Friday 7 January 2011

Haiti Earthquake Anniversary: Little Progress, Broken Promises

NEW YORK -- It's been almost a year since a catastrophic earthquake killed more than 230,000 people and left more than a million homeless in Haiti. But from the slums of Port-au-Prince to the rural Central Plateau, this impoverished country continues to suffer -- buffeted by Hurricane Tomas in November, a cholera epidemic that left over 3,600 dead and the violent chaos of political stalemate.

Though countries around the world promised billions of dollars in aid and nonprofit organizations raised hundreds of millions in the weeks after the disaster, many have not delivered on their promises and crucial funds have been misspent. In the last year, Americans gave more than $1.4 billion to relief aid to the country, but only 38 percent of that has been spent to provide recovery and rebuilding aid, according to a Chronicle of Philanthropy survey of 60 major relief organizations. (By comparison, after Hurricane Katrina, a domestic disaster, charities spent about 80 percent of the money they had raised.) The Huffington Post contacted each of the organizations to find out how they have spent the money raised for Haiti relief; a complete list is forthcoming.

This week, a leading international charity slammed the relief effort as a "quagmire", sharply criticizing the recovery commission chaired by former U.S. President Bill Clinton, saying that the much-praised panel "failed to live up to its mandate." And some problems have worsened -- rape is prevalent in Haiti's tent camps that were set up all over the country in the wake of the earthquake, according to a report by Amnesty International, which interviewed more than 50 victims of sexual violence.

Soon after the earthquake, leaders from around the world gathered in New York for a donors conference in March, pledging almost $6 billion in aid for 2010-'11. "Today, the international community has come together, dramatically, in solidarity with Haiti and its people," United Nations Secretary-General Ban Ki-moon said in his closing remarks at the conference. "Today, we have mobilized to give Haiti and its people what they need most: hope for a new future.
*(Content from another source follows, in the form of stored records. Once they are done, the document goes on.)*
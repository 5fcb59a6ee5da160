use serde::{Deserialize, Serialize};
use std::fmt;

/// Unique identifier for a chunk, derived from its document and position
#[derive(Debug, Clone, PartialEq, Eq, Hash, PartialOrd, Ord, Serialize, Deserialize)]
pub struct ChunkId(pub String);

impl ChunkId {
    /// Build the identifier of the `index`-th chunk of a document
    pub fn for_document(document_id: &str, index: usize) -> Self {
        Self(format!("{}_chunk_{}", document_id, index))
    }

    pub fn as_str(&self) -> &str {
        &self.0
    }
}

impl fmt::Display for ChunkId {
    fn fmt(&self, f: &mut fmt::Formatter<'_>) -> fmt::Result {
        f.write_str(&self.0)
    }
}

/// Structural kind of a chunk, fixed when the chunk is created
#[derive(Debug, Clone, Copy, PartialEq, Eq, Hash, Serialize, Deserialize)]
#[serde(rename_all = "snake_case")]
pub enum ChunkType {
    /// One question together with its answer
    QaPair,
    /// Free text produced by the recursive splitter
    Regular,
    /// Introductory section preceding the first Q&A delimiter
    Header,
    /// Bullet or numbered line found between Q&A pairs
    ListItem,
}

impl ChunkType {
    pub fn as_str(&self) -> &'static str {
        match self {
            ChunkType::QaPair => "qa_pair",
            ChunkType::Regular => "regular",
            ChunkType::Header => "header",
            ChunkType::ListItem => "list_item",
        }
    }
}

impl fmt::Display for ChunkType {
    fn fmt(&self, f: &mut fmt::Formatter<'_>) -> fmt::Result {
        f.write_str(self.as_str())
    }
}

/// Coarse language guess from function-word frequency
#[derive(Debug, Clone, Copy, PartialEq, Eq, Hash, Default, Serialize, Deserialize)]
pub enum Language {
    #[serde(rename = "fr")]
    French,
    #[default]
    #[serde(rename = "unknown")]
    Unknown,
}

/// Typed metadata attached to every chunk.
///
/// Built once by the chunker and passed by reference through indexing,
/// filtering and ranking.
#[derive(Debug, Clone, PartialEq, Serialize, Deserialize)]
pub struct ChunkMetadata {
    /// Structural kind
    pub chunk_type: ChunkType,

    /// Length in characters
    pub length: usize,

    /// Whitespace-separated word count
    pub word_count: usize,

    /// Contains a question mark or a question-pattern line
    pub has_questions: bool,

    /// Contains an answer-pattern line
    pub has_answers: bool,

    /// Content quality estimate in [0, 1]
    pub confidence_score: f32,

    /// Detected language
    pub language: Language,

    /// Owning document
    pub document_id: String,

    /// Position of the chunk within its document
    pub chunk_index: usize,

    /// Original file name, when known
    pub source_name: Option<String>,

    /// Document keywords used by keyword filters
    pub keywords: Vec<String>,
}

/// A retrievable span of document text
#[derive(Debug, Clone, PartialEq, Serialize, Deserialize)]
pub struct Chunk {
    pub id: ChunkId,
    pub content: String,
    pub metadata: ChunkMetadata,
}

/// Caller-supplied description of a document being chunked
#[derive(Debug, Clone, Default, PartialEq, Serialize, Deserialize)]
pub struct DocumentMetadata {
    /// Unique document identifier
    pub document_id: String,

    /// Original file name
    pub source_name: Option<String>,

    /// Keywords attached to every chunk of the document
    pub keywords: Vec<String>,
}

impl DocumentMetadata {
    pub fn new(document_id: impl Into<String>) -> Self {
        Self { document_id: document_id.into(), ..Default::default() }
    }

    pub fn with_source_name(mut self, name: impl Into<String>) -> Self {
        self.source_name = Some(name.into());
        self
    }

    pub fn with_keywords<I, S>(mut self, keywords: I) -> Self
    where
        I: IntoIterator<Item = S>,
        S: Into<String>,
    {
        self.keywords = keywords.into_iter().map(Into::into).collect();
        self
    }
}

#[cfg(test)]
mod tests {
    use super::*;

    #[test]
    fn test_chunk_id_format() {
        assert_eq!(ChunkId::for_document("doc-7", 3).as_str(), "doc-7_chunk_3");
    }

    #[test]
    fn test_chunk_type_serializes_snake_case() {
        let json = serde_json::to_string(&ChunkType::QaPair).unwrap();
        assert_eq!(json, "\"qa_pair\"");
        let parsed: ChunkType = serde_json::from_str("\"list_item\"").unwrap();
        assert_eq!(parsed, ChunkType::ListItem);
    }

    #[test]
    fn test_language_codes() {
        assert_eq!(serde_json::to_string(&Language::French).unwrap(), "\"fr\"");
        assert_eq!(Language::default(), Language::Unknown);
    }
}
We have made a good start, we need now to deliver."

Nine months later, however, the results have been disappointing. Only 63.6 percent of the money pledged for 2010 was actually disbursed, according to the U.N. special envoy for Haiti, and some countries have reneged on their promises, sending less than 1 percent of the amount they pledged to spend on aid. U.N. peacekeepers from Nepal have been blamed for causing the cholera outbreak by dumping human waste into a river used by locals as a water source. (While the U.N. has called for an independent probe of the outbreak, French epidemiologist Renaud Piarroux concluded that the disease was brought into Haiti by outsiders, stating, "There is no other possible explanation for the emergence of the epidemic in a country where it was absent."

But the world seems to have turned its attention elsewhere. The U.N. made a $174-million emergency appeal to help stem the cholera epidemic, but has only raised 20 percent of that.

Speaking on the phone from Haiti, Julie Schindall, a staffer with the antipoverty organization Oxfam International, was emphatic in her outrage. "Big promises were made and there was very little follow-through, that's very typical of how things work in Haiti," she told The Huffington Post. "People are dying because promises are not being kept."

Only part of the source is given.